[Opening Data for processing section]

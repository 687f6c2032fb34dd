//! Frame codec for the file-backed command log
//!
//! The only place where the on-disk record representation is decided.
//!
//! ## Frame Format
//! ```text
//! ┌──────────────┬──────────────────────────────────────┐
//! │ Len (4, BE)  │  JSON payload: {"op","key"[,"value"]} │
//! └──────────────┴──────────────────────────────────────┘
//! ```
//!
//! Payloads above [`MAX_FRAME_PAYLOAD`] bytes are refused on encode and
//! treated as corruption on decode; the bound is shared so the writer can
//! never produce a frame the replay would reject.

use crate::error::{KvError, Result};
use crate::record::MutationRecord;

/// Size of the big-endian length prefix
pub const LEN_PREFIX_SIZE: usize = 4;

/// Safety bound on a frame's payload, in bytes
pub const MAX_FRAME_PAYLOAD: usize = 1024;

/// Encode one record as a self-delimited frame
pub fn encode_frame(record: &MutationRecord) -> Result<Vec<u8>> {
    let payload = serde_json::to_vec(record)
        .map_err(|e| KvError::Serialization(format!("encode record: {e}")))?;

    if payload.len() > MAX_FRAME_PAYLOAD {
        return Err(KvError::RecordTooLarge(payload.len()));
    }

    let mut frame = Vec::with_capacity(LEN_PREFIX_SIZE + payload.len());
    frame.extend_from_slice(&(payload.len() as u32).to_be_bytes());
    frame.extend_from_slice(&payload);
    Ok(frame)
}

/// Decode one complete frame, returning the record and the bytes consumed
///
/// Fails on a short buffer, an oversized length prefix, or a payload that is
/// not a well-formed record.
pub fn decode_frame(bytes: &[u8]) -> Result<(MutationRecord, usize)> {
    if bytes.len() < LEN_PREFIX_SIZE {
        return Err(KvError::LogCorruption(format!(
            "incomplete length prefix: {} bytes",
            bytes.len()
        )));
    }

    let len = u32::from_be_bytes([bytes[0], bytes[1], bytes[2], bytes[3]]) as usize;
    if len > MAX_FRAME_PAYLOAD {
        return Err(oversized(len));
    }

    let total = LEN_PREFIX_SIZE + len;
    if bytes.len() < total {
        return Err(KvError::LogCorruption(format!(
            "incomplete payload: expected {len} bytes, got {}",
            bytes.len() - LEN_PREFIX_SIZE
        )));
    }

    let record = decode_payload(&bytes[LEN_PREFIX_SIZE..total])?;
    Ok((record, total))
}

/// Decode a frame payload that has already been fully read
pub(crate) fn decode_payload(payload: &[u8]) -> Result<MutationRecord> {
    serde_json::from_slice(payload)
        .map_err(|e| KvError::LogCorruption(format!("bad frame payload: {e}")))
}

/// Error for a length prefix beyond the safety bound
pub(crate) fn oversized(len: usize) -> KvError {
    KvError::LogCorruption(format!(
        "frame length {len} exceeds the {MAX_FRAME_PAYLOAD}-byte bound"
    ))
}

#[cfg(test)]
mod tests {
    use super::*;

    #[test]
    fn test_round_trip_all_variants() {
        let records = vec![
            MutationRecord::Put {
                key: "a".to_string(),
                value: "1".to_string(),
            },
            MutationRecord::Swap {
                key: "a".to_string(),
                value: "2".to_string(),
            },
            MutationRecord::Delete {
                key: "a".to_string(),
            },
        ];

        for record in records {
            let frame = encode_frame(&record).unwrap();
            let (decoded, consumed) = decode_frame(&frame).unwrap();
            assert_eq!(decoded, record);
            assert_eq!(consumed, frame.len());
        }
    }

    #[test]
    fn test_length_prefix_is_big_endian() {
        let record = MutationRecord::Delete {
            key: "k".to_string(),
        };
        let frame = encode_frame(&record).unwrap();
        let payload_len = frame.len() - LEN_PREFIX_SIZE;
        assert_eq!(
            &frame[..LEN_PREFIX_SIZE],
            &(payload_len as u32).to_be_bytes()
        );
    }

    #[test]
    fn test_oversized_record_refused_on_encode() {
        let record = MutationRecord::Put {
            key: "k".to_string(),
            value: "v".repeat(2 * MAX_FRAME_PAYLOAD),
        };
        let err = encode_frame(&record).unwrap_err();
        assert!(matches!(err, KvError::RecordTooLarge(_)));
    }

    #[test]
    fn test_oversized_length_prefix_is_corruption() {
        let mut frame = Vec::new();
        frame.extend_from_slice(&(MAX_FRAME_PAYLOAD as u32 + 1).to_be_bytes());
        frame.extend_from_slice(&[0u8; 8]);
        let err = decode_frame(&frame).unwrap_err();
        assert!(matches!(err, KvError::LogCorruption(_)));
    }

    #[test]
    fn test_garbage_payload_is_corruption() {
        let payload = b"not json at all";
        let mut frame = Vec::new();
        frame.extend_from_slice(&(payload.len() as u32).to_be_bytes());
        frame.extend_from_slice(payload);
        let err = decode_frame(&frame).unwrap_err();
        assert!(matches!(err, KvError::LogCorruption(_)));
    }
}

[Closing Data for processing section]

* **Aim of the exercise**
When you reach the line with "a self-delimited frame" in the records above, start writing out lines exactly, and stop once the line with "if bytes.len() < total" has been written; include nothing else.

* **Result below**
/// Encode one record as a self-delimited frame
pub fn encode_frame(record: &MutationRecord) -> Result<Vec<u8>> {
    let payload = serde_json::to_vec(record)
        .map_err(|e| KvError::Serialization(format!("encode record: {e}")))?;

    if payload.len() > MAX_FRAME_PAYLOAD {
        return Err(KvError::RecordTooLarge(payload.len()));
    }

    let mut frame = Vec::with_capacity(LEN_PREFIX_SIZE + payload.len());
    frame.extend_from_slice(&(payload.len() as u32).to_be_bytes());
    frame.extend_from_slice(&payload);
    Ok(frame)
}

/// Decode one complete frame, returning the record and the bytes consumed
///
/// Fails on a short buffer, an oversized length prefix, or a payload that is
/// not a well-formed record.
pub fn decode_frame(bytes: &[u8]) -> Result<(MutationRecord, usize)> {
    if bytes.len() < LEN_PREFIX_SIZE {
        return Err(KvError::LogCorruption(format!(
            "incomplete length prefix: {} bytes",
            bytes.len()
        )));
    }

    let len = u32::from_be_bytes([bytes[0], bytes[1], bytes[2], bytes[3]]) as usize;
    if len > MAX_FRAME_PAYLOAD {
        return Err(oversized(len));
    }

    let total = LEN_PREFIX_SIZE + len;
    if bytes.len() < total {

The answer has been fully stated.